The problem I hit in the above patch is that for the InMemoryOutputBackend you
also need any readers of the InMemoryFileSystem to be thread-safe.
> 
> Relatedly, https://reviews.llvm.org/D95583
<https://reviews.llvm.org/D95583> (a prep patch for the above) allows the
llvm::LockManager to be skipped. This is not really about outputs — it's
inter-process coordination to avoid doing redundant work in competing Clang
command-line invocations (at one point it was needed for correctness, but the
main benefit now is to avoid taxing the on-disk filesystem) — but it does touch
on the idea of exclusive write access.
> 
>> Relatedly, working-directory/relative-path handling should be
considered.
> 
> Yeah, you're probably right. Any specific thoughts on what to do here?
It seems like llvm::vfs::FileSystem gets them pretty wrong for Windows; see
(e.g.) the discussion at the end of https://reviews.llvm.org/D70701
<https://reviews.llvm.org/D70701>.
> 
> Even for POSIX, working directories could complicate concurrency
guarantees. A simple solution is to not have an API for changing working
directories, and instead model that by creating a proxy backend
(ChangeDirectoryOutputBackend) that prepends the (new) working directory to new
outputs; since each backend has an immutable view of the CWD concurrent access
should be fine.
> 
> Two other thoughts related to paths:
> 
> 1. I wonder if this abstraction treats the "path" as too central
a property of the output. Can this evolve to allow a compiler to build a
directory structure bottom-up without having to know the destination a priori?

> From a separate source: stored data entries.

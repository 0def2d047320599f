use serde::{Deserialize, Serialize};

use crate::error::CodecError;

/// Bijection between class ids and intent label strings.
///
/// Class ids are row positions in the sorted class list, so the mapping is
/// stable for one fitted vocabulary and meaningless across model generations.
#[derive(Debug, Clone, Serialize, Deserialize)]
pub struct LabelCodec {
    classes: Vec<String>,
}

impl LabelCodec {
    /// Fit the codec on training labels. Duplicates collapse, classes sort.
    pub fn fit<I, S>(labels: I) -> Self
    where
        I: IntoIterator<Item = S>,
        S: Into<String>,
    {
        let mut classes: Vec<String> = labels.into_iter().map(Into::into).collect();
        classes.sort();
        classes.dedup();
        Self { classes }
    }

    pub fn classes(&self) -> &[String] {
        &self.classes
    }

    pub fn len(&self) -> usize {
        self.classes.len()
    }

    pub fn is_empty(&self) -> bool {
        self.classes.is_empty()
    }

    pub fn decode(&self, class_id: usize) -> Result<&str, CodecError> {
        self.classes
            .get(class_id)
            .map(String::as_str)
            .ok_or(CodecError::UnknownClassId(class_id))
    }

    pub fn encode(&self, label: &str) -> Result<usize, CodecError> {
        self.classes
            .binary_search_by(|c| c.as_str().cmp(label))
            .map_err(|_| CodecError::UnknownLabel(label.to_string()))
    }

    pub fn contains(&self, label: &str) -> bool {
        self.encode(label).is_ok()
    }
}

(E.g., an inner layer makes a blob, a middle layer makes a tree out of a few of
those, and an outer layer decides where to put the tree.)
> 
> I think it can. One approach is to use proxy backends:
> - Inner layer writes to '-' / stdout. (Why not pass a
pre-constructed Output/raw_pwrite_stream? See note below.)

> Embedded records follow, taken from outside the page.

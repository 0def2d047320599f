use async_trait::async_trait;
use serde::{Deserialize, Serialize};

use crate::config::EmbeddingSettings;
use crate::error::EmbeddingError;
use crate::pipeline::Embedder;

/// Azure OpenAI embeddings client.
///
/// One deployment-scoped endpoint, `api-key` header auth. The requested
/// dimensionality is pinned at construction and every response vector is
/// checked against it, since classifier and index were built for exactly
/// that width.
pub struct AzureEmbeddingClient {
    client: reqwest::Client,
    endpoint: String,
    deployment: String,
    api_version: String,
    api_key: String,
    dimensions: usize,
}

#[derive(Serialize)]
struct EmbeddingRequest<'a> {
    input: &'a [String],
    dimensions: usize,
}

#[derive(Deserialize)]
struct EmbeddingResponse {
    data: Vec<EmbeddingData>,
}

#[derive(Deserialize)]
struct EmbeddingData {
    embedding: Vec<f32>,
}

impl AzureEmbeddingClient {
    pub fn new(settings: &EmbeddingSettings) -> Self {
        Self {
            client: reqwest::Client::new(),
            endpoint: settings.endpoint.trim_end_matches('/').to_string(),
            deployment: settings.deployment.clone(),
            api_version: settings.api_version.clone(),
            api_key: settings.api_key.clone(),
            dimensions: settings.dimensions,
        }
    }

    fn url(&self) -> String {
        format!(
            "{}/openai/deployments/{}/embeddings?api-version={}",
            self.endpoint, self.deployment, self.api_version
        )
    }

    async fn request(&self, input: &[String]) -> Result<Vec<Vec<f32>>, EmbeddingError> {
        let response = self
            .client
            .post(self.url())
            .header("api-key", &self.api_key)
            .json(&EmbeddingRequest {
                input,
                dimensions: self.dimensions,
            })
            .send()
            .await?;

        let status = response.status();
        if !status.is_success() {
            let body = response.text().await.unwrap_or_default();
            return Err(EmbeddingError::Api {
                status: status.as_u16(),
                body,
            });
        }

        let parsed: EmbeddingResponse = response.json().await?;
        let mut vectors = Vec::with_capacity(parsed.data.len());
        for item in parsed.data {
            if item.embedding.len() != self.dimensions {
                return Err(EmbeddingError::DimensionMismatch {
                    expected: self.dimensions,
                    got: item.embedding.len(),
                });
            }
            vectors.push(item.embedding);
        }
        Ok(vectors)
    }
}

#[async_trait]
impl Embedder for AzureEmbeddingClient {
    async fn embed_query(&self, text: &str) -> Result<Vec<f32>, EmbeddingError> {
        let input = [text.to_string()];
        let mut vectors = self.request(&input).await?;
        vectors.pop().ok_or(EmbeddingError::EmptyResponse)
    }

    async fn embed_batch(&self, texts: &[String]) -> Result<Vec<Vec<f32>>, EmbeddingError> {
        if texts.is_empty() {
            return Ok(Vec::new());
        }
        let vectors = self.request(texts).await?;
        if vectors.len() != texts.len() {
            return Err(EmbeddingError::EmptyResponse);
        }
        Ok(vectors)
    }
}

#[cfg(test)]
mod tests {
    use super::*;

    fn client() -> AzureEmbeddingClient {
        AzureEmbeddingClient::new(&EmbeddingSettings {
            endpoint: "https://example.openai.azure.com/".into(),
            api_key: "test-key".into(),
            api_version: "2024-02-01".into(),
            deployment: "text-embedding-3-small".into(),
            dimensions: 4,
        })
    }

    #[test]
    fn url_is_deployment_scoped() {
        assert_eq!(
            client().url(),
            "https://example.openai.azure.com/openai/deployments/text-embedding-3-small/embeddings?api-version=2024-02-01"
        );
    }

    #[test]
    fn response_vectors_deserialize() {
        let raw = r#"{
            "data": [
                {"embedding": [0.1, 0.2, 0.3, 0.4], "index": 0},
                {"embedding": [0.5, 0.6, 0.7, 0.8], "index": 1}
            ],
            "model": "text-embedding-3-small",
            "usage": {"prompt_tokens": 8, "total_tokens": 8}
        }"#;
        let parsed: EmbeddingResponse = serde_json::from_str(raw).unwrap();
        assert_eq!(parsed.data.len(), 2);
        assert_eq!(parsed.data[1].embedding, vec![0.5, 0.6, 0.7, 0.8]);
    }
}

> - Middle layer passes the instances of the inner layer a proxy backend that
maps stdout to the various blob names. (E.g., `/name1` and `/name2`.)

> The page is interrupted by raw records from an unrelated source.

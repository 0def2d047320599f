use axum::{extract::State, http::StatusCode, Json};
use tracing::{error, info};
use uuid::Uuid;

use super::types::{HealthResponse, PredictRequest};
use super::AppState;
use crate::error::PredictError;
use crate::model::decision::DecisionResult;

pub async fn predict(
    State(state): State<AppState>,
    Json(payload): Json<PredictRequest>,
) -> Result<Json<DecisionResult>, (StatusCode, String)> {
    let request_id = Uuid::new_v4();

    let result = state
        .pipeline
        .predict(&payload.text)
        .await
        .map_err(|err| http_error(request_id, err))?;

    info!(
        %request_id,
        intent = %result.intent,
        confidence = result.clf_confidence,
        distance = result.retrieval_distance,
        fallback = result.fallback_used,
        "prediction served"
    );

    Ok(Json(result))
}

pub async fn health() -> Json<HealthResponse> {
    Json(HealthResponse {
        status: "running",
        message: "intent-gate API",
    })
}

fn http_error(request_id: Uuid, err: PredictError) -> (StatusCode, String) {
    error!(%request_id, "prediction failed: {err}");
    match err {
        PredictError::Load(err) => (
            StatusCode::INTERNAL_SERVER_ERROR,
            format!("model_load_failed: {err}"),
        ),
        PredictError::Embedding(err) => (
            StatusCode::BAD_GATEWAY,
            format!("embedding_provider_error: {err}"),
        ),
        PredictError::Fallback(err) => (
            StatusCode::BAD_GATEWAY,
            format!("fallback_model_error: {err}"),
        ),
        PredictError::Codec(err) => (
            StatusCode::INTERNAL_SERVER_ERROR,
            format!("label_codec_error: {err}"),
        ),
    }
}

#[cfg(test)]
mod tests {
    use super::*;
    use std::sync::Arc;

    use async_trait::async_trait;
    use axum::body::Body;
    use axum::http::Request;
    use http_body_util::BodyExt;
    use ndarray::{Array1, Array2};
    use tower::util::ServiceExt;

    use crate::api;
    use crate::classifier::knn::FlatIndex;
    use crate::classifier::labels::LabelCodec;
    use crate::classifier::linear::LinearClassifier;
    use crate::config::{ArtifactPaths, EscalationPolicy};
    use crate::error::{EmbeddingError, FallbackError};
    use crate::manager::{ModelManager, ModelSet};
    use crate::pipeline::{Embedder, FallbackModel, IntentPipeline};

    struct ZeroEmbedder;

    #[async_trait]
    impl Embedder for ZeroEmbedder {
        async fn embed_query(&self, _text: &str) -> Result<Vec<f32>, EmbeddingError> {
            Ok(vec![0.0; 3])
        }

        async fn embed_batch(&self, texts: &[String]) -> Result<Vec<Vec<f32>>, EmbeddingError> {
            Ok(texts.iter().map(|_| vec![0.0; 3]).collect())
        }
    }

    struct StaticOracle;

    #[async_trait]
    impl FallbackModel for StaticOracle {
        async fn llm_fallback(&self, _text: &str) -> Result<String, FallbackError> {
            Ok("general_question".into())
        }
    }

    fn confident_set() -> ModelSet {
        // logit(0.9) intercept rows; zero query embeds at distance 0.
        let logit = |p: f32| (p / (1.0 - p)).ln();
        ModelSet {
            classifier: LinearClassifier::new(
                Array2::zeros((2, 3)),
                Array1::from(vec![logit(0.9), logit(0.1)]),
                vec![0, 1],
                "corpus-test",
            ),
            labels: LabelCodec::fit(["login_problems", "payment_issues"]),
            index: FlatIndex::new(Array2::zeros((1, 3)), "corpus-test"),
        }
    }

    fn app(manager: ModelManager) -> axum::Router {
        let pipeline = Arc::new(IntentPipeline::new(
            manager,
            Arc::new(ZeroEmbedder),
            Arc::new(StaticOracle),
            EscalationPolicy::default(),
        ));
        api::router().with_state(api::AppState { pipeline })
    }

    async fn body_string(body: Body) -> String {
        let bytes = body.collect().await.unwrap().to_bytes();
        String::from_utf8(bytes.to_vec()).unwrap()
    }

    #[tokio::test]
    async fn predict_returns_the_decision() {
        let app = app(ModelManager::preloaded(confident_set()));
        let response = app
            .oneshot(
                Request::post("/predict")
                    .header("content-type", "application/json")
                    .body(Body::from(r#"{"text": "Ich kann mich nicht einloggen"}"#))
                    .unwrap(),
            )
            .await
            .unwrap();

        assert_eq!(response.status(), StatusCode::OK);
        let body: serde_json::Value =
            serde_json::from_str(&body_string(response.into_body()).await).unwrap();
        assert_eq!(body["intent"], "login_problems");
        assert_eq!(body["fallback_used"], false);
        assert_eq!(body["text"], "Ich kann mich nicht einloggen");
    }

    #[tokio::test]
    async fn empty_text_is_served_not_rejected() {
        let app = app(ModelManager::preloaded(confident_set()));
        let response = app
            .oneshot(
                Request::post("/predict")
                    .header("content-type", "application/json")
                    .body(Body::from(r#"{"text": ""}"#))
                    .unwrap(),
            )
            .await
            .unwrap();

        assert_eq!(response.status(), StatusCode::OK);
    }

    #[tokio::test]
    async fn missing_text_field_is_rejected_by_the_extractor() {
        let app = app(ModelManager::preloaded(confident_set()));
        let response = app
            .oneshot(
                Request::post("/predict")
                    .header("content-type", "application/json")
                    .body(Body::from(r#"{"invalid": "field"}"#))
                    .unwrap(),
            )
            .await
            .unwrap();

        assert_eq!(response.status(), StatusCode::UNPROCESSABLE_ENTITY);
    }

    #[tokio::test]
    async fn load_failure_surfaces_as_server_error() {
        let manager = ModelManager::new(ArtifactPaths {
            classifier: "/nonexistent/classifier.bin".into(),
            labels: "/nonexistent/labels.bin".into(),
            index: "/nonexistent/index.bin".into(),
        });
        let app = app(manager);
        let response = app
            .oneshot(
                Request::post("/predict")
                    .header("content-type", "application/json")
                    .body(Body::from(r#"{"text": "hallo"}"#))
                    .unwrap(),
            )
            .await
            .unwrap();

        assert_eq!(response.status(), StatusCode::INTERNAL_SERVER_ERROR);
        let body = body_string(response.into_body()).await;
        assert!(body.starts_with("model_load_failed"), "body was: {body}");
    }

    #[tokio::test]
    async fn health_reports_running() {
        let app = app(ModelManager::preloaded(confident_set()));
        let response = app
            .oneshot(Request::get("/").body(Body::empty()).unwrap())
            .await
            .unwrap();

        assert_eq!(response.status(), StatusCode::OK);
        let body: serde_json::Value =
            serde_json::from_str(&body_string(response.into_body()).await).unwrap();
        assert_eq!(body["status"], "running");
    }
}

> - Outer layer passes the middle layer a proxy backend that "does the
right thing" with the tree. (E.g., writes to
`/Users/dexonsmith/name{1,2}`.)
> 
> => If writing on-disk, "the right thing" is to prepend the
correct output directory for the tree and pass each file to a regular
OnDiskOutputBackend.
> => If writing to (e.g.) Git's CAS, "the right thing" is to
call git-hash-object on Output::close and track the name-to-hash mapping as
outputs come in, and then call "git-mktree" when the middle layer is
"done" (maybe a callback in the
backend-passed-to-the-middle-layer's destructor).
> 
> (IOW, a refactoring where instead of passing absolute paths / directories /
filenames down through all the layers, proxy output backends build up the
path/destination piece-by-piece.)
> 
> I think it's doable with the abstraction as-proposed. But let me know
if anyone has concerns. For example:
> - Is `Output::getPath()` an abstraction leak?
> - Should we have a `createOutput` that doesn't take a path?
> - ...
> 
> Why not pass a pre-constructed Output/raw_pwrite_stream to the inner layer?
> - The inner layer needs an output backend if it (sometimes) dumps
"side" files (such as AST record layouts into ".ast-dump" or
textual IR into ".ll"). This avoids needing to know the on-disk file
path ("/path/to/output" => "/path/to/output.ll"), or to
even know whether there's a disk.
> 
> 2. How should we virtualize stdout / stderr?
> - "'-' means stdout" is probably good enough since LLVM
makes that assumption all over. Unless someone disagrees?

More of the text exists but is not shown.